YOUR INSTRUCTIONS | Please copy out every line in the entries that includes the word "Phase".
RECORDED INFORMATION Start Marker
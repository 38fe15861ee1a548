use std::collections::BTreeSet;

use marquee_model::PageIndex;

/// Advance-path fetch slot. At most one page is in flight per cache.
#[derive(Debug, Clone, Copy, PartialEq, Eq, Default)]
pub enum FetchState {
    /// No fetch in flight
    #[default]
    Idle,
    /// An advance is fetching this page
    FetchingPage(PageIndex),
}

impl FetchState {
    /// Page being fetched, if any.
    pub fn in_flight(&self) -> Option<PageIndex> {
        match self {
            FetchState::Idle => None,
            FetchState::FetchingPage(page) => Some(*page),
        }
    }
}

/// Bootstrap lifecycle.
#[derive(Debug, Clone, PartialEq, Eq, Default)]
pub enum Phase {
    /// Not bootstrapped yet
    #[default]
    Idle,
    /// Bootstrap running
    Loading,
    /// Bootstrap succeeded
    Ready,
    /// Bootstrap failed; the message is suitable for inline display
    Failed(String),
}

impl Phase {
    /// Whether a bootstrap is running.
    pub fn is_loading(&self) -> bool {
        matches!(self, Phase::Loading)
    }

    /// Failure message while in [`Phase::Failed`].
    pub fn error(&self) -> Option<&str> {
        match self {
            Phase::Failed(message) => Some(message),
            _ => None,
        }
    }
}

#[derive(Debug)]
pub(crate) struct WindowState<T> {
    pub(crate) items: Vec<T>,
    pub(crate) fetched_pages: BTreeSet<PageIndex>,
    pub(crate) cursor: usize,
    pub(crate) fetch: FetchState,
    pub(crate) phase: Phase,
    pub(crate) advance_error: Option<String>,
    pub(crate) generation: u64,
    pub(crate) detached: bool,
}

impl<T> WindowState<T> {
    pub(crate) fn new(generation: u64) -> Self {
        Self {
            items: Vec::new(),
            fetched_pages: BTreeSet::new(),
            cursor: 0,
            fetch: FetchState::Idle,
            phase: Phase::Idle,
            advance_error: None,
            generation,
            detached: false,
        }
    }

    pub(crate) fn window(&self, view_size: usize) -> &[T] {
        let start = self.cursor.min(self.items.len());
        let end = start.saturating_add(view_size).min(self.items.len());
        &self.items[start..end]
    }

    pub(crate) fn max_cursor(&self, view_size: usize) -> usize {
        self.items.len().saturating_sub(view_size)
    }

    /// `tentative >= len - view_size`, without unsigned underflow.
    pub(crate) fn at_or_past_tail(
        &self,
        tentative: usize,
        view_size: usize,
    ) -> bool {
        tentative.saturating_add(view_size) >= self.items.len()
    }

    /// `len / page_size + 1`.
    ///
    /// Only exact while every fetched page was full and pages arrived without
    /// gaps. A short page before the true end makes this point back at an
    /// already fetched page, which then stalls further growth.
    pub(crate) fn next_page_index(&self, page_size: usize) -> PageIndex {
        let full_pages = self.items.len() / page_size;
        PageIndex::after_full_pages(
            u32::try_from(full_pages).unwrap_or(u32::MAX),
        )
    }

    pub(crate) fn clamp_cursor(&mut self, target: usize, view_size: usize) {
        self.cursor = target.min(self.max_cursor(view_size));
    }
}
RECORDED INFORMATION End Marker
SOLVED EXERCISE |
pub enum Phase {
impl Phase {
        matches!(self, Phase::Loading)
    /// Failure message while in [`Phase::Failed`].
            Phase::Failed(message) => Some(message),
    pub(crate) phase: Phase,
            phase: Phase::Idle,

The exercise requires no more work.